(Stored items)

########################################

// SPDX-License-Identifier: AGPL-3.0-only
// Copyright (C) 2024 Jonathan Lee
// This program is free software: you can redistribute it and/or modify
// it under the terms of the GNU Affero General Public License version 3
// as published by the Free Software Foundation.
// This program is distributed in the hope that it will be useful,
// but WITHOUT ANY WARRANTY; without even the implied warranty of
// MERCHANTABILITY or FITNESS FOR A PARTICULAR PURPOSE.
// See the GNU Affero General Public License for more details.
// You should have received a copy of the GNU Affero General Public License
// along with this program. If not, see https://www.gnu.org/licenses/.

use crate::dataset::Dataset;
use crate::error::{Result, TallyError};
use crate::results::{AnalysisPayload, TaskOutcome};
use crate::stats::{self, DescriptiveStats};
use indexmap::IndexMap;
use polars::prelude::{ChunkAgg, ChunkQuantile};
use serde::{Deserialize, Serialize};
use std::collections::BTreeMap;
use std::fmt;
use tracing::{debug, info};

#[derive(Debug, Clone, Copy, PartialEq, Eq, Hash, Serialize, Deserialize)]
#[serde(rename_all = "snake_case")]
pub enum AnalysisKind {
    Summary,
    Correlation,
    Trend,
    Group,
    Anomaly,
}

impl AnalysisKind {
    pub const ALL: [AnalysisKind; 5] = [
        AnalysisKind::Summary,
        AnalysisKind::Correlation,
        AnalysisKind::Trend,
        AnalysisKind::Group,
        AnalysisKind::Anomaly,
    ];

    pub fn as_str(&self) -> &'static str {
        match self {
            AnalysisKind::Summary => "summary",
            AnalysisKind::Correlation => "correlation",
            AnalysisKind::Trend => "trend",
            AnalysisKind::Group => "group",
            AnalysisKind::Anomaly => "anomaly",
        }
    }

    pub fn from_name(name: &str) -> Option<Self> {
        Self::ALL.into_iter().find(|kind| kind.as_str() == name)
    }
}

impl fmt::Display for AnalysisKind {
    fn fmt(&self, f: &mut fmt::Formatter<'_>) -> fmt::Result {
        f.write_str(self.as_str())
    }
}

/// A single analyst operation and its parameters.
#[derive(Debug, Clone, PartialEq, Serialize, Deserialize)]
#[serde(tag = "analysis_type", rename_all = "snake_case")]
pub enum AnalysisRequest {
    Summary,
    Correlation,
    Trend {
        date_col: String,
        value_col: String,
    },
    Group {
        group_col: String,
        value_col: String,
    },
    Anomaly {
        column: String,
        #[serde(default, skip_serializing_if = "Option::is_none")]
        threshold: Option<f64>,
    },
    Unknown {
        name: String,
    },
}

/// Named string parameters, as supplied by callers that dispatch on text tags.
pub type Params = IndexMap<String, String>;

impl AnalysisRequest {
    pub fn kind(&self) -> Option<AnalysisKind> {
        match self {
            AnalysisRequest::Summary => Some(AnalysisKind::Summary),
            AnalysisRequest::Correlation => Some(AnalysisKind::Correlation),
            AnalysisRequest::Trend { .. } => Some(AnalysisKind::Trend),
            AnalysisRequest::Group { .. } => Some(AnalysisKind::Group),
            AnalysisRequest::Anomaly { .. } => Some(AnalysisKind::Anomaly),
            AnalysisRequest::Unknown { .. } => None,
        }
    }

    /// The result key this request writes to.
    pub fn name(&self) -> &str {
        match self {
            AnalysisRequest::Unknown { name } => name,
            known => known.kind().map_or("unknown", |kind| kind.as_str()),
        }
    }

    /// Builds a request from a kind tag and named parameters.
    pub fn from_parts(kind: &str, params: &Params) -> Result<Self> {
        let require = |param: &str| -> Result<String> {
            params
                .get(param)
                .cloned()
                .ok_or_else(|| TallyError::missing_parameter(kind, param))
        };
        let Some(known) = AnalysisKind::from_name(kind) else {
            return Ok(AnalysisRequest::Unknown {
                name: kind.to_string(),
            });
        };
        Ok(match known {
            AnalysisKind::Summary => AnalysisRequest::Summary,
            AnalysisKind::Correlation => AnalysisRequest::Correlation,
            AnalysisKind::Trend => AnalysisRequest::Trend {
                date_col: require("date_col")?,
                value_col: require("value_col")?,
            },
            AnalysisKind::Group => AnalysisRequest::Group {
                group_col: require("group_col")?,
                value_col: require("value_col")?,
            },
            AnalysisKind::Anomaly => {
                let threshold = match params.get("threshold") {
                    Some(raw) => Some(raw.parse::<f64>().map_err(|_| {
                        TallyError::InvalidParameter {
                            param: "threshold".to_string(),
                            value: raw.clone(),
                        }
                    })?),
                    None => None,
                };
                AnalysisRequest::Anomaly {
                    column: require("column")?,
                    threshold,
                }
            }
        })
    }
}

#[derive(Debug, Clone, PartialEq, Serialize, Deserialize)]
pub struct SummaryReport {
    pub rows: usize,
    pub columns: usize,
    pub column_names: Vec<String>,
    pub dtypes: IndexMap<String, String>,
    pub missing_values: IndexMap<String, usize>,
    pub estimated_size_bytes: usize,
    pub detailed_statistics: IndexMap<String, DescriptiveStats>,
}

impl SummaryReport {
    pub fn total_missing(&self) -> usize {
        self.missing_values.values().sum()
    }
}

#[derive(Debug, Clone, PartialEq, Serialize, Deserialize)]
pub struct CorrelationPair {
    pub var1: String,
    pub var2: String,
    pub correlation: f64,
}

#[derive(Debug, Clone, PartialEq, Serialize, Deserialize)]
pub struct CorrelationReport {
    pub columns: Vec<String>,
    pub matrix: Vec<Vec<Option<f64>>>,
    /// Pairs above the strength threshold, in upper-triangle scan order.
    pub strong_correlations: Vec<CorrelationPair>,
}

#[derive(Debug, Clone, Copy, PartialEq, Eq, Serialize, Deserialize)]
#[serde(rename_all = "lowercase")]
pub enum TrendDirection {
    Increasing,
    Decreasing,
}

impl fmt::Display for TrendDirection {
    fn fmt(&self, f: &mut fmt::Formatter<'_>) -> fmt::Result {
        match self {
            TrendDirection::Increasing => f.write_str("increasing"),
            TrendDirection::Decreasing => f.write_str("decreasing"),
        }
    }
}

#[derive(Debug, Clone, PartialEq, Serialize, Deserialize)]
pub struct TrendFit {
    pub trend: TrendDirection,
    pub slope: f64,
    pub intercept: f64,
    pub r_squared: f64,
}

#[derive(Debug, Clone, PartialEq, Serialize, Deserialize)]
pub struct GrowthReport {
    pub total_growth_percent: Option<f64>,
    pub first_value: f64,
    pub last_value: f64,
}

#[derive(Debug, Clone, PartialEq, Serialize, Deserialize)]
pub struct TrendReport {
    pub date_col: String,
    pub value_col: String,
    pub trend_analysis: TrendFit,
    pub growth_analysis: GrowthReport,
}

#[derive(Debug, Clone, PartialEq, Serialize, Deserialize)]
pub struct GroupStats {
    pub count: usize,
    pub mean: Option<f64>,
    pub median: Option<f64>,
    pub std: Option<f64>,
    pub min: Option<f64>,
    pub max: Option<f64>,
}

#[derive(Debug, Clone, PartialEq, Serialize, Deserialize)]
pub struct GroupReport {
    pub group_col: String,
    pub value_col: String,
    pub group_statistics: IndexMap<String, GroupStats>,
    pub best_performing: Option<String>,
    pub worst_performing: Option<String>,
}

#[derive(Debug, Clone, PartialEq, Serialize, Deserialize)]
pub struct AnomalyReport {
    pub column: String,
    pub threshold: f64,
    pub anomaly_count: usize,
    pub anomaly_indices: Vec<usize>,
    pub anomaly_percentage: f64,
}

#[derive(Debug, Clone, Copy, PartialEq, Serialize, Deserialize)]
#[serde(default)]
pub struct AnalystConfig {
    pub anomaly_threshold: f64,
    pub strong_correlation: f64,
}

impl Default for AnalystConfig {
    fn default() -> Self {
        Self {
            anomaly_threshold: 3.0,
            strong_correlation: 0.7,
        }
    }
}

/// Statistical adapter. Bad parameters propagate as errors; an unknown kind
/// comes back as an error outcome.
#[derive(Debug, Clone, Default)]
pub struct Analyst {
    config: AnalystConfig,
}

########################################

WHAT THIS TASK INVOLVES:
If a line in the records above has the word "TrendDirection", copy it.

THE COMPLETED TASK:
pub enum TrendDirection {
impl fmt::Display for TrendDirection {
            TrendDirection::Increasing => f.write_str("increasing"),
            TrendDirection::Decreasing => f.write_str("decreasing"),
    pub trend: TrendDirection,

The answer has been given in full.